• _Task details_
Locate the string "Ljava" in the records below. Copy every line where it occurs.

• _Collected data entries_

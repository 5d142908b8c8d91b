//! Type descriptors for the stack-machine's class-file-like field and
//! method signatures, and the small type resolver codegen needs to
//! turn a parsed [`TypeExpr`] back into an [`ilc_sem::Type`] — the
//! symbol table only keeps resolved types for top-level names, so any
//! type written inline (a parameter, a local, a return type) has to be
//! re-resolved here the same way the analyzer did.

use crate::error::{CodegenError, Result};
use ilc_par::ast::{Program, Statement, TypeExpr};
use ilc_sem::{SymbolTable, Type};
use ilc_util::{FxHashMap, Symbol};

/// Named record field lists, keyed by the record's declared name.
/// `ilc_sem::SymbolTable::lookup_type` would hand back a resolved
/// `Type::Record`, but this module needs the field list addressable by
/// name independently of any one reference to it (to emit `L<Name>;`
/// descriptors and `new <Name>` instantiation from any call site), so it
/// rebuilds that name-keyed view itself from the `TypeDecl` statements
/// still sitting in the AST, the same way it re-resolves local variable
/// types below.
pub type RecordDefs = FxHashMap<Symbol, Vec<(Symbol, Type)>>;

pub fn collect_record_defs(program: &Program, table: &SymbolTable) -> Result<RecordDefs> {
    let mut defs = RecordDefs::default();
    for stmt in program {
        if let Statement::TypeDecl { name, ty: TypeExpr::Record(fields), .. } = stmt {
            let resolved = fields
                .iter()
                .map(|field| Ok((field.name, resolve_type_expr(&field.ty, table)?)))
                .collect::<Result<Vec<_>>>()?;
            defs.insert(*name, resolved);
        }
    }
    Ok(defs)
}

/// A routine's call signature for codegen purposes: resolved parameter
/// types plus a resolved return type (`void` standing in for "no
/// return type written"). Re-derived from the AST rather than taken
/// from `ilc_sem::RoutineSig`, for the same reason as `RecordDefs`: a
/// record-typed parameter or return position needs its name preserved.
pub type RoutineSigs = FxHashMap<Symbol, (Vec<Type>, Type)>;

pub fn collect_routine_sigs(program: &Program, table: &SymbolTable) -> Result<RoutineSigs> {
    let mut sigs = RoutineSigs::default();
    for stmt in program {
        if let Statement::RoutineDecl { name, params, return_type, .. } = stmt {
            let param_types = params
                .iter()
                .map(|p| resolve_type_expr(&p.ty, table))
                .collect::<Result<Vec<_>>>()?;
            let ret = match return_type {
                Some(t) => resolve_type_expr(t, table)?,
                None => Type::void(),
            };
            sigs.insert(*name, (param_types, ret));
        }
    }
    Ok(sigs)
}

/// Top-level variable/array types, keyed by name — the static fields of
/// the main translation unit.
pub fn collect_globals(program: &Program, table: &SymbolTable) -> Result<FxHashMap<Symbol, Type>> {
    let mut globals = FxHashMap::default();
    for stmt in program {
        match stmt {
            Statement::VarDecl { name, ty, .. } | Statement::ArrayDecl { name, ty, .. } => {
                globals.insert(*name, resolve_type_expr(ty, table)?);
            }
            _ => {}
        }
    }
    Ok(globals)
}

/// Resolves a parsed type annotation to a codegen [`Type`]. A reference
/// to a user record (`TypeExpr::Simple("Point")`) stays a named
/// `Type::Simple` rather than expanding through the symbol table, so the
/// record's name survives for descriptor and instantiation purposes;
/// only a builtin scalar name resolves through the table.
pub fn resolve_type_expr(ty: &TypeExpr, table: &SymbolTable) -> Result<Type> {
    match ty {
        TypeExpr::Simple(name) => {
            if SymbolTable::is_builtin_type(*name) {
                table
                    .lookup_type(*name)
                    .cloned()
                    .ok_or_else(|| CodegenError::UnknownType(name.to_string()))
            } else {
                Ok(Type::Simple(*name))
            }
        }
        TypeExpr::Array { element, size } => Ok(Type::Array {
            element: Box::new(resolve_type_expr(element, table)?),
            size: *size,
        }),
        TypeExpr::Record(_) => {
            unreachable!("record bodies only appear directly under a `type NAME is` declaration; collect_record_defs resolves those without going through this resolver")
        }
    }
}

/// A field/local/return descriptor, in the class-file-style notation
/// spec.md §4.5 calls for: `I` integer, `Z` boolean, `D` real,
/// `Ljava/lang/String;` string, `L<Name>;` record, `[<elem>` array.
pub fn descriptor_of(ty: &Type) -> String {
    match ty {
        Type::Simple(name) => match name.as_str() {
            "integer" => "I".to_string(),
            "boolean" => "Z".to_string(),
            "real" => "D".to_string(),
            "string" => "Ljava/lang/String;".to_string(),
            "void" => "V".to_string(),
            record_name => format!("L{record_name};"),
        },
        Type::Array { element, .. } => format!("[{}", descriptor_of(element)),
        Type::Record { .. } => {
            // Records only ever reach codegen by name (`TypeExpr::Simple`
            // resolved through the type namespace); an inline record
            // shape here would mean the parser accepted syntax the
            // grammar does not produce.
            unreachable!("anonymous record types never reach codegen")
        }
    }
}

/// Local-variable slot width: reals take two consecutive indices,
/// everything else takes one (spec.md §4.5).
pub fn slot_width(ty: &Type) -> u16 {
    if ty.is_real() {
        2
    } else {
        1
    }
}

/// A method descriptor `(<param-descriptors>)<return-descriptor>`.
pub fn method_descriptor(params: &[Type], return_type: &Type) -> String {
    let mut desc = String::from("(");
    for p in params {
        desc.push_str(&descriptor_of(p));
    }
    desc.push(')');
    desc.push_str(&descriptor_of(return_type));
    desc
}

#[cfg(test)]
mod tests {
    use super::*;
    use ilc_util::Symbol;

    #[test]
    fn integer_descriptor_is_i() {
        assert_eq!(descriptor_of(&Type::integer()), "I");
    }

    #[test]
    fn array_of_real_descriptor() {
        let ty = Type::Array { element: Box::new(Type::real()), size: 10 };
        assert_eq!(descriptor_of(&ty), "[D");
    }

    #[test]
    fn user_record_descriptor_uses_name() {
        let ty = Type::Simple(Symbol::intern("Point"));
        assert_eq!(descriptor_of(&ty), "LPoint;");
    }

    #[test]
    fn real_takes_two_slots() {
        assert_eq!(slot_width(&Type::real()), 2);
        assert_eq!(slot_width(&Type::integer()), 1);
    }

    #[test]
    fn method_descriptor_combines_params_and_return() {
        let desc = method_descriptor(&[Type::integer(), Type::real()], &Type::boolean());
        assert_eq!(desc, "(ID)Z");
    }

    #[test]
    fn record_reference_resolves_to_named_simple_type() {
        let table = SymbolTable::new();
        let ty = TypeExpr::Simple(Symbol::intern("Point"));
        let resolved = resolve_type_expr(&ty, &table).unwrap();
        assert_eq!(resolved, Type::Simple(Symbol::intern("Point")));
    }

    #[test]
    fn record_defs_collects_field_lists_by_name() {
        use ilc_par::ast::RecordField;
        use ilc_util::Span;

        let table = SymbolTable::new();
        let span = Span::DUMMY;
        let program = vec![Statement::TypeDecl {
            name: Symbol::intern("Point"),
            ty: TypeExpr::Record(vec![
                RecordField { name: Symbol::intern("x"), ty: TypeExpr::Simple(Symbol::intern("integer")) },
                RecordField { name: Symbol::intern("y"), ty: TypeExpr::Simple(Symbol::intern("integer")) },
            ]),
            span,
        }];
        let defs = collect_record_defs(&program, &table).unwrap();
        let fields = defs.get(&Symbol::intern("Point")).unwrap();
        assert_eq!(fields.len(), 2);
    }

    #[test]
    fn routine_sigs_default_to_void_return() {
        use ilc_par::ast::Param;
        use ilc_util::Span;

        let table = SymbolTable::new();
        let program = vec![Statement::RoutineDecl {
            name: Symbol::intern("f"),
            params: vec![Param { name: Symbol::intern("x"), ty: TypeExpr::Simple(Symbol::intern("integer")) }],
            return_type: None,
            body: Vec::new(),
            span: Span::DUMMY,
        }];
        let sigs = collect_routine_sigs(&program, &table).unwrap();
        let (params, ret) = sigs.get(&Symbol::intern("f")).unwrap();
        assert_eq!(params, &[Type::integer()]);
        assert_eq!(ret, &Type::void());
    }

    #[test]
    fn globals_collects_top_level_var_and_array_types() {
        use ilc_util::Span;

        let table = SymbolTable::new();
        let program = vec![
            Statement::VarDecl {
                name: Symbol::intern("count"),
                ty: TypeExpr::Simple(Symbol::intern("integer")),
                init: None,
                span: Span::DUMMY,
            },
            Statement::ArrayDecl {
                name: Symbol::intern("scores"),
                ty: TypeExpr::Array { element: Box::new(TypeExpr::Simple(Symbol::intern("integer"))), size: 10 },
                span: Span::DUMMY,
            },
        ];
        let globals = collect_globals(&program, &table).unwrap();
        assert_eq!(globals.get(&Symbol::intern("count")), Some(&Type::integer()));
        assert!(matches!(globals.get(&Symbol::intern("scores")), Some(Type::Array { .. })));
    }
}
==
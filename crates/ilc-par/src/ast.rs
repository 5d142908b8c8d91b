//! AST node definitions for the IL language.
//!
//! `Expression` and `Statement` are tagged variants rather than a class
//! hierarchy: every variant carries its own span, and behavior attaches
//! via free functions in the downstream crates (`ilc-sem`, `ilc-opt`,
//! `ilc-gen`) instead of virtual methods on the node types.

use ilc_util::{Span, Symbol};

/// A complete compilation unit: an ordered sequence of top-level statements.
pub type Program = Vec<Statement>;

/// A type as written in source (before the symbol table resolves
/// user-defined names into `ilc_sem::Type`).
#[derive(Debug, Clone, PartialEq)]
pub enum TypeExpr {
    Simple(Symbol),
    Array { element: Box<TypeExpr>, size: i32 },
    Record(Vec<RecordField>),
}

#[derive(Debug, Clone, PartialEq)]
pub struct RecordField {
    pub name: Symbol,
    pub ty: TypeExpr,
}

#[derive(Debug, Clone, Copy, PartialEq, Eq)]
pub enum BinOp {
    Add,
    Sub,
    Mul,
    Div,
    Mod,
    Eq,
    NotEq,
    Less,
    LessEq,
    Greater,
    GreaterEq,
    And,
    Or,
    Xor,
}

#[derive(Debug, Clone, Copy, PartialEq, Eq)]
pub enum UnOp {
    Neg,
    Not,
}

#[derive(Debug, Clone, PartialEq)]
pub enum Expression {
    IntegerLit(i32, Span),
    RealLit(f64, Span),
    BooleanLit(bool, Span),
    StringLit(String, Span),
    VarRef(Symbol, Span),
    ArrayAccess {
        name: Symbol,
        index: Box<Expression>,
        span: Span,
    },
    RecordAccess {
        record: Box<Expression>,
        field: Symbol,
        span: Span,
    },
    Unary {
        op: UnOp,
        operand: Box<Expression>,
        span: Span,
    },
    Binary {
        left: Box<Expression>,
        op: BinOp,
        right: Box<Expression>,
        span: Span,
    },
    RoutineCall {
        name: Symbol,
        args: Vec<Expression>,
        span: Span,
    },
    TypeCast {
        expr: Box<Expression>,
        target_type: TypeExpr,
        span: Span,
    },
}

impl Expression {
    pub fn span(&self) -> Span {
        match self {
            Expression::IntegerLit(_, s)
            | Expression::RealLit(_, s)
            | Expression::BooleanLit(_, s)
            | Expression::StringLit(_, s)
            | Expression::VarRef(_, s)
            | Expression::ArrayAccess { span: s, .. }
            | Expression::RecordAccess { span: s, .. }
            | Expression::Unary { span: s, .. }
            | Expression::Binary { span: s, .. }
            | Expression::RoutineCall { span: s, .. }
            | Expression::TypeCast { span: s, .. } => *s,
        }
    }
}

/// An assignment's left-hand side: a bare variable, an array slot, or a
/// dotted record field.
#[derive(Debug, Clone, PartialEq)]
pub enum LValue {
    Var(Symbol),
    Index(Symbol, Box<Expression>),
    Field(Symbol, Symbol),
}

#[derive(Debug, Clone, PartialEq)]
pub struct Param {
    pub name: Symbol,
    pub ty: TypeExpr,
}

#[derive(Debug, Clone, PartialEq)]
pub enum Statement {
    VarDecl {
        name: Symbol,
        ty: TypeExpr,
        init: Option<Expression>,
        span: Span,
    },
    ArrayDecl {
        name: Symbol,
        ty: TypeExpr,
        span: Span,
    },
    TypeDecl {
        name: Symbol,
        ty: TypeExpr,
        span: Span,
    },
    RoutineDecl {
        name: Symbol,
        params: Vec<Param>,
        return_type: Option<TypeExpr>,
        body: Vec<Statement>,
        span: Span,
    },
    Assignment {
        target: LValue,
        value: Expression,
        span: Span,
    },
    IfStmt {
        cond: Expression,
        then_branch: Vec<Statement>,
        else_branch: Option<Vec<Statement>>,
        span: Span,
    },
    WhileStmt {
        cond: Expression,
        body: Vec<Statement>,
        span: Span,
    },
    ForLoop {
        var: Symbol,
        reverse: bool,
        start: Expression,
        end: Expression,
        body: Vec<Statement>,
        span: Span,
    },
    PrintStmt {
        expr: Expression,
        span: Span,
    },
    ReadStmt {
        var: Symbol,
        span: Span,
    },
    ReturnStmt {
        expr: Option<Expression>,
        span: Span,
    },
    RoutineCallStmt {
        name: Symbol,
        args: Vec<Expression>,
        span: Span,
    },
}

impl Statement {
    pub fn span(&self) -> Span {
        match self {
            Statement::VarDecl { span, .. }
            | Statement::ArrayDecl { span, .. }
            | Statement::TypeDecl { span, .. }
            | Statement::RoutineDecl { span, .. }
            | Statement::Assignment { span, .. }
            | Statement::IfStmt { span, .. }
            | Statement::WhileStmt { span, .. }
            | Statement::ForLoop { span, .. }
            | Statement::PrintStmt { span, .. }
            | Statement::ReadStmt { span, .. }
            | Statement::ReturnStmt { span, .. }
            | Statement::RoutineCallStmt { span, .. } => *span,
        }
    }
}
* * *
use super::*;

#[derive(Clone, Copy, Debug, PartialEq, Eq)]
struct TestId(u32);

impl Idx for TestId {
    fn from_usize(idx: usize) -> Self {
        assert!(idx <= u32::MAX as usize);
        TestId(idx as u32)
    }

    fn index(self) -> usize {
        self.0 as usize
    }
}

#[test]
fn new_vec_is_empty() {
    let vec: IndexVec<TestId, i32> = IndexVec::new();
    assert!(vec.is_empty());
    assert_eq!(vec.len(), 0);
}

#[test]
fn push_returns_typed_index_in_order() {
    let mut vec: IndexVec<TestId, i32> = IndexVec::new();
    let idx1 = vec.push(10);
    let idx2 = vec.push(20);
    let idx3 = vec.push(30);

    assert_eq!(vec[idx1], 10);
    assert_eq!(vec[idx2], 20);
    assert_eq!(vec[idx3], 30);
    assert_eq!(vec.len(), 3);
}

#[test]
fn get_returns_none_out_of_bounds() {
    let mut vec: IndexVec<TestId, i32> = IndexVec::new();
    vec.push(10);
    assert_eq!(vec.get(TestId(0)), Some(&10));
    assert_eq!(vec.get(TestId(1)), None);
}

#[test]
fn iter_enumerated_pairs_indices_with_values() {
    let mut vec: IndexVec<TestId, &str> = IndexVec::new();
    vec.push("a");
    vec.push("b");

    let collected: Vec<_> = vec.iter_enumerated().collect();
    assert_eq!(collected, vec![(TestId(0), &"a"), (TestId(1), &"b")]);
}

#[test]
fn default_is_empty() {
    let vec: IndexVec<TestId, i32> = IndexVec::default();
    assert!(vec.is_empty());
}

• _Response to the task_
/// `Ljava/lang/String;` string, `L<Name>;` record, `[<elem>` array.
            "string" => "Ljava/lang/String;".to_string(),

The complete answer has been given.